> [WHAT IS EXPECTED]:
Your answer is the lines below, exactly, from the one that contains "AnchorMode, padding: f64)" through the one that contains "let element = source.element_bounds(&request.id)?;", both included.

(DATA)

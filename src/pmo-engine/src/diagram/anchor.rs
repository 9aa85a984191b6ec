// Copyright 2026 The PMO Lifecycle Authors. All rights reserved.
// Use of this source code is governed by the Apache License,
// Version 2.0, that can be found in the LICENSE file.

//! Anchor resolution against measured element boxes.
//!
//! A [`BoundsSource`] answers "where is element X right now" the way a
//! rendered page answers a bounding-box query. Anchors are resolved
//! relative to the container's top-left corner, so the overlay drawing the
//! connectors can be positioned independently of the page scroll offset.

use std::collections::HashMap;

use serde::{Deserialize, Serialize};

use crate::diagram::common::{Point, Rect};

#[derive(Clone, Copy, Debug, Default, PartialEq, Eq, Hash, Serialize, Deserialize)]
#[serde(rename_all = "snake_case")]
pub enum AnchorMode {
    #[default]
    Center,
    Top,
    Bottom,
    Left,
    Right,
}

#[derive(Clone, Debug, PartialEq, Serialize, Deserialize)]
pub struct AnchorRequest {
    pub id: String,
    #[serde(default)]
    pub mode: AnchorMode,
    /// Outward offset from the chosen edge; ignored for `Center`.
    #[serde(default)]
    pub padding: f64,
}

impl AnchorRequest {
    pub fn new(id: &str, mode: AnchorMode) -> Self {
        AnchorRequest {
            id: id.to_string(),
            mode,
            padding: 0.0,
        }
    }

    pub fn with_padding(mut self, padding: f64) -> Self {
        self.padding = padding;
        self
    }
}

pub trait BoundsSource {
    /// Box of the overlay container, or `None` if it isn't mounted.
    fn container_bounds(&self) -> Option<Rect>;
    /// Box of one element, or `None` if it isn't mounted yet.
    fn element_bounds(&self, id: &str) -> Option<Rect>;
}

/// Point on `bounds` for `mode`, pushed `padding` outward from that edge.
pub fn anchor_point(bounds: &Rect, mode: AnchorMode, padding: f64) -> Point {
    let c = bounds.center();
    match mode {
        AnchorMode::Center => c,
        AnchorMode::Top => Point::new(c.x, bounds.top - padding),
        AnchorMode::Bottom => Point::new(c.x, bounds.bottom + padding),
        AnchorMode::Left => Point::new(bounds.left - padding, c.y),
        AnchorMode::Right => Point::new(bounds.right + padding, c.y),
    }
}

/// Resolves `request` against the current measurements, relative to the
/// container. Returns `None` when the element or the container is missing.
pub fn resolve_anchor(source: &dyn BoundsSource, request: &AnchorRequest) -> Option<Point> {
    let container = source.container_bounds()?;
    let element = source.element_bounds(&request.id)?;
    let relative = element.relative_to(&container);
    Some(anchor_point(&relative, request.mode, request.padding))
}

/// A snapshot of element boxes keyed by id. This is what a laid-out
/// diagram hands to the anchored connector router, and what tests use to
/// stand in for a live page.
#[derive(Clone, Debug, Default, PartialEq)]
pub struct MeasuredBounds {
    pub container: Option<Rect>,
    pub elements: HashMap<String, Rect>,
}

impl MeasuredBounds {
    pub fn new(container: Rect) -> Self {
        MeasuredBounds {
            container: Some(container),
            elements: HashMap::new(),
        }
    }

    pub fn insert(&mut self, id: &str, bounds: Rect) {
        self.elements.insert(id.to_string(), bounds);
    }

    pub fn remove(&mut self, id: &str) -> Option<Rect> {
        self.elements.remove(id)
    }
}

impl BoundsSource for MeasuredBounds {
    fn container_bounds(&self) -> Option<Rect> {
        self.container
    }

    fn element_bounds(&self, id: &str) -> Option<Rect> {
        self.elements.get(id).copied()
    }
}

#[cfg(test)]
mod tests {
    use super::*;

    fn page() -> MeasuredBounds {
        let mut page = MeasuredBounds::new(Rect {
            top: 100.0,
            left: 50.0,
            right: 1050.0,
            bottom: 700.0,
        });
        page.insert(
            "discovery",
            Rect {
                top: 200.0,
                left: 150.0,
                right: 250.0,
                bottom: 260.0,
            },
        );
        page
    }

    #[test]
    fn test_modes_relative_to_container() {
        let page = page();
        let at = |mode| resolve_anchor(&page, &AnchorRequest::new("discovery", mode)).unwrap();
        assert_eq!(at(AnchorMode::Center), Point::new(150.0, 130.0));
        assert_eq!(at(AnchorMode::Top), Point::new(150.0, 100.0));
        assert_eq!(at(AnchorMode::Bottom), Point::new(150.0, 160.0));
        assert_eq!(at(AnchorMode::Left), Point::new(100.0, 130.0));
        assert_eq!(at(AnchorMode::Right), Point::new(200.0, 130.0));
    }

    #[test]
    fn test_padding_pushes_outward() {
        let page = page();
        let req = AnchorRequest::new("discovery", AnchorMode::Right).with_padding(8.0);
        assert_eq!(resolve_anchor(&page, &req), Some(Point::new(208.0, 130.0)));
        let req = AnchorRequest::new("discovery", AnchorMode::Top).with_padding(8.0);
        assert_eq!(resolve_anchor(&page, &req), Some(Point::new(150.0, 92.0)));
        let req = AnchorRequest::new("discovery", AnchorMode::Center).with_padding(8.0);
        assert_eq!(resolve_anchor(&page, &req), Some(Point::new(150.0, 130.0)));
    }

    #[test]
    fn test_unmounted_element_or_container() {
        let mut page = page();
        assert!(resolve_anchor(&page, &AnchorRequest::new("missing", AnchorMode::Center)).is_none());
        page.container = None;
        assert!(
            resolve_anchor(&page, &AnchorRequest::new("discovery", AnchorMode::Center)).is_none()
        );
    }

    #[test]
    fn test_request_deserializes_with_defaults() {
        let req: AnchorRequest = serde_json::from_str(r#"{"id": "n1"}"#).unwrap();
        assert_eq!(req.mode, AnchorMode::Center);
        assert_eq!(req.padding, 0.0);
        let req: AnchorRequest =
            serde_json::from_str(r#"{"id": "n1", "mode": "bottom", "padding": 4}"#).unwrap();
        assert_eq!(req.mode, AnchorMode::Bottom);
    }
}
// Copyright 2026 The PMO Lifecycle Authors. All rights reserved.
// Use of this source code is governed by the Apache License,
// Version 2.0, that can be found in the LICENSE file.

use serde::Serialize;

use crate::catalog::Catalog;
use crate::pages;

pub const MAX_RESULTS: usize = 10;

#[derive(Clone, Copy, Debug, PartialEq, Eq, Hash, Serialize)]
#[serde(rename_all = "snake_case")]
pub enum EntryType {
    Page,
    Faq,
    Phase,
    Gate,
    Raci,
}

#[derive(Clone, Debug, PartialEq, Eq, Serialize)]
pub struct SearchEntry {
    pub id: String,
    pub title: String,
    pub content: String,
    #[serde(rename = "type")]
    pub entry_type: EntryType,
    pub page: String,
    pub url: String,
}

/// Flat list of searchable records, built once from a catalog. Matching is
/// case-insensitive substring search with no ranking beyond source order.
pub struct SearchIndex {
    entries: Vec<SearchEntry>,
    // lowercased (title, content), parallel to `entries`
    folded: Vec<(String, String)>,
}

impl SearchIndex {
    pub fn build(catalog: &Catalog) -> Self {
        let mut entries = Vec::new();

        for page in &catalog.pages {
            entries.push(SearchEntry {
                id: format!("page-{}", page.id),
                title: page.title.clone(),
                content: page.summary.clone(),
                entry_type: EntryType::Page,
                page: page.title.clone(),
                url: page.url.clone(),
            });
        }

        for faq in &catalog.faq {
            entries.push(SearchEntry {
                id: faq.id.clone(),
                title: faq.question.clone(),
                content: faq.answer.clone(),
                entry_type: EntryType::Faq,
                page: "FAQ".to_string(),
                url: format!("faq.html#{}", faq.id),
            });
        }

        for phase in &catalog.phases {
            let url = pages::phase_url(&phase.id);
            let details = &phase.details;
            entries.push(SearchEntry {
                id: format!("phase-{}", phase.id),
                title: phase.name.clone(),
                content: format!("{} {}", phase.description, details.focus),
                entry_type: EntryType::Phase,
                page: phase.name.clone(),
                url: url.clone(),
            });
            if !details.gate_criteria.is_empty() {
                entries.push(SearchEntry {
                    id: format!("gate-{}", phase.id),
                    title: format!("{} gate criteria", phase.name),
                    content: details.gate_criteria.join("; "),
                    entry_type: EntryType::Gate,
                    page: phase.name.clone(),
                    url: format!("{url}#gate"),
                });
            }
            if !details.raci.is_empty() {
                let content = details
                    .raci
                    .iter()
                    .map(|r| format!("{}: {}", r.role, r.responsibility))
                    .collect::<Vec<_>>()
                    .join("; ");
                entries.push(SearchEntry {
                    id: format!("raci-{}", phase.id),
                    title: format!("{} RACI", phase.name),
                    content,
                    entry_type: EntryType::Raci,
                    page: phase.name.clone(),
                    url: format!("{url}#raci"),
                });
            }
        }

        let folded = entries
            .iter()
            .map(|e| (e.title.to_lowercase(), e.content.to_lowercase()))
            .collect();

        SearchIndex { entries, folded }
    }

    pub fn len(&self) -> usize {
        self.entries.len()
    }

    pub fn is_empty(&self) -> bool {
        self.entries.is_empty()
    }

    pub fn entries(&self) -> &[SearchEntry] {
        &self.entries
    }

    /// Entries whose title or content contains any whitespace-separated
    /// token of `query`, at most `MAX_RESULTS`. A blank query matches nothing.
    pub fn search(&self, query: &str) -> Vec<&SearchEntry> {
        let tokens: Vec<String> = query.split_whitespace().map(str::to_lowercase).collect();
        if tokens.is_empty() {
            return vec![];
        }

        self.entries
            .iter()
            .zip(self.folded.iter())
            .filter(|(_, (title, content))| {
                tokens
                    .iter()
                    .any(|t| title.contains(t.as_str()) || content.contains(t.as_str()))
            })
            .map(|(entry, _)| entry)
            .take(MAX_RESULTS)
            .collect()
    }
}

#[cfg(test)]
mod tests {
    use super::*;
    use proptest::prelude::*;

    fn index() -> SearchIndex {
        SearchIndex::build(Catalog::builtin())
    }

    #[test]
    fn test_raci_query_finds_faq_entry() {
        let index = index();
        let results = index.search("raci");
        assert!(results.len() <= MAX_RESULTS);
        assert!(
            results
                .iter()
                .any(|r| r.title == "What does each RACI designation mean?")
        );
    }

    #[test]
    fn test_case_insensitive() {
        let index = index();
        let lower = index.search("discovery");
        let upper = index.search("DISCOVERY");
        assert!(!lower.is_empty());
        assert_eq!(lower, upper);
    }

    #[test]
    fn test_blank_query() {
        assert!(index().search("   ").is_empty());
        assert!(index().search("").is_empty());
    }

    #[test]
    fn test_no_match() {
        assert!(index().search("xylophone").is_empty());
    }

    #[test]
    fn test_any_token_matches() {
        let idx = index();
        let results = idx.search("xylophone hypercare");
        assert!(!results.is_empty());
        assert!(results.iter().all(|r| {
            let text = format!("{} {}", r.title, r.content).to_lowercase();
            text.contains("hypercare")
        }));
    }

    #[test]
    fn test_source_order_pages_first() {
        let idx = index();
        let results = idx.search("matrix");
        assert_eq!(results[0].entry_type, EntryType::Page);
    }

    #[test]
    fn test_phase_entries_link_to_phase_pages() {
        let idx = index();
        let results = idx.search("Portfolio Funding");
        let phase = results
            .iter()
            .find(|r| r.entry_type == EntryType::Phase && r.title == "Portfolio Funding")
            .unwrap();
        assert_eq!(phase.url, "phase-3E.html");
    }

    proptest! {
        #[test]
        fn results_bounded_and_relevant(query in "[a-zA-Z]{1,6}( [a-zA-Z]{1,6}){0,2}") {
            let index = index();
            let results = index.search(&query);
            prop_assert!(results.len() <= MAX_RESULTS);
            let tokens: Vec<String> = query.split_whitespace().map(|t| t.to_lowercase()).collect();
            for r in results {
                let title = r.title.to_lowercase();
                let content = r.content.to_lowercase();
                prop_assert!(tokens.iter().any(|t| title.contains(t.as_str()) || content.contains(t.as_str())));
            }
        }
    }
}
#[cfg(test)]
mod tests {
    use super::*;

    fn catalog() -> &'static Catalog {
        Catalog::builtin()
    }

    #[test]
    fn test_phase_url() {
        assert_eq!(phase_url("2E"), "phase-2E.html");
    }

    #[test]
    fn test_shell_fills_every_placeholder() {
        let page = faq_page(catalog());
        assert!(page.html.starts_with("<!DOCTYPE html>"));
        for marker in ["__TITLE__", "__NAV__", "__BREADCRUMB__", "__BODY__"] {
            assert!(!page.html.contains(marker), "{marker} left in page");
        }
        assert!(page.html.contains("<a href=\"faq.html\" class=\"active\">"));
        assert!(page.html.contains("<span aria-current=\"page\">Frequently Asked Questions</span>"));
    }

    #[test]
    fn test_faq_anchors() {
        let page = faq_page(catalog());
        assert!(page.html.contains("<section id=\"faq-raci\">"));
        assert!(page.html.contains("What does each RACI designation mean?"));
    }

    #[test]
    fn test_phase_page_sections() {
        let record = lookup_phase(catalog(), "1");
        let page = phase_page(catalog(), &record);
        assert_eq!(page.file_name, "phase-1.html");
        assert!(page.html.contains("<section id=\"gate\">"));
        assert!(page.html.contains("<section id=\"raci\">"));
        assert!(page.html.contains("Criteria matrix completed and scored"));
        // Discovery is shared, so it links forward on both tracks
        assert!(page.html.contains("href=\"phase-2E.html\""));
        assert!(page.html.contains("href=\"phase-2P.html\""));
        assert!(!page.html.contains("pmo-placeholder-note"));
    }

    #[test]
    fn test_exception_page_has_no_gate() {
        let record = lookup_phase(catalog(), "H");
        let page = phase_page(catalog(), &record);
        assert!(!page.html.contains("<section id=\"gate\">"));
        assert!(!page.html.contains("<section id=\"raci\">"));
        assert!(page.html.contains("<strong>Owner:</strong>"));
    }

    #[test]
    fn test_placeholder_page() {
        let record = lookup_phase(catalog(), "ZZ");
        let page = phase_page(catalog(), &record);
        assert!(page.html.contains("Phase ZZ"));
        assert!(page.html.contains("pmo-placeholder-note"));
    }

    #[test]
    fn test_criteria_page_thresholds() {
        let page = criteria_page(catalog());
        assert!(page.html.contains("<td>3 to 8</td>"));
        assert!(page.html.contains("<td>9</td><td class=\"pmo-band\">Discussion Required</td>"));
        assert!(page.html.contains("<td>10 to 15</td>"));
        assert!(page.html.contains("Named enterprise objective"));
    }

    #[test]
    fn test_raci_rollup() {
        let page = raci_page(catalog());
        assert!(page.html.contains("<td>Business Sponsor</td>"));
        assert!(page.html.contains("<section id=\"raci-0\">"));
        assert!(page.html.contains("<td>A</td>"));
    }

    #[test]
    fn test_index_embeds_diagram() {
        let page = index_page(catalog(), &LayoutConfig::default(), &OverlayConfig::default());
        assert!(page.html.contains("<svg"));
        assert!(page.html.contains("class=\"pmo-canvas\""));
        assert!(page.html.contains("<strong>Product</strong>"));
    }

    #[test]
    fn test_build_site_pages() {
        let pages = build_site(catalog(), &LayoutConfig::default(), &OverlayConfig::default());
        let names: Vec<&str> = pages.iter().map(|p| p.file_name.as_str()).collect();
        assert_eq!(&names[..4], ["index.html", "raci.html", "criteria.html", "faq.html"]);
        // nine track phases and two exception states
        assert_eq!(names.len(), 4 + 9 + 2);
        assert!(names.contains(&"phase-D.html"));
    }

    #[test]
    fn test_search_page() {
        let index = SearchIndex::build(catalog());
        let results = index.search("raci");
        let page = search_page(catalog(), "raci <b>", &results);
        assert!(page.html.contains("&quot;raci &lt;b&gt;&quot;"));
        assert!(page.html.contains("faq.html#faq-raci"));

        let empty = search_page(catalog(), "xylophone", &[]);
        assert!(empty.html.contains("No results."));
    }

    #[test]
    fn test_search_index_json() {
        let index = SearchIndex::build(catalog());
        let json = search_index_json(&index).unwrap();
        let parsed: serde_json::Value = serde_json::from_str(&json).unwrap();
        let entries = parsed.as_array().unwrap();
        assert_eq!(entries.len(), index.len());
        assert_eq!(entries[0]["type"], "page");
    }
}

(End DATA)

> [OUTPUT OF THE TASK]:
pub fn anchor_point(bounds: &Rect, mode: AnchorMode, padding: f64) -> Point {
    let c = bounds.center();
    match mode {
        AnchorMode::Center => c,
        AnchorMode::Top => Point::new(c.x, bounds.top - padding),
        AnchorMode::Bottom => Point::new(c.x, bounds.bottom + padding),
        AnchorMode::Left => Point::new(bounds.left - padding, c.y),
        AnchorMode::Right => Point::new(bounds.right + padding, c.y),
    }
}

/// Resolves `request` against the current measurements, relative to the
/// container. Returns `None` when the element or the container is missing.
pub fn resolve_anchor(source: &dyn BoundsSource, request: &AnchorRequest) -> Option<Point> {
    let container = source.container_bounds()?;
    let element = source.element_bounds(&request.id)?;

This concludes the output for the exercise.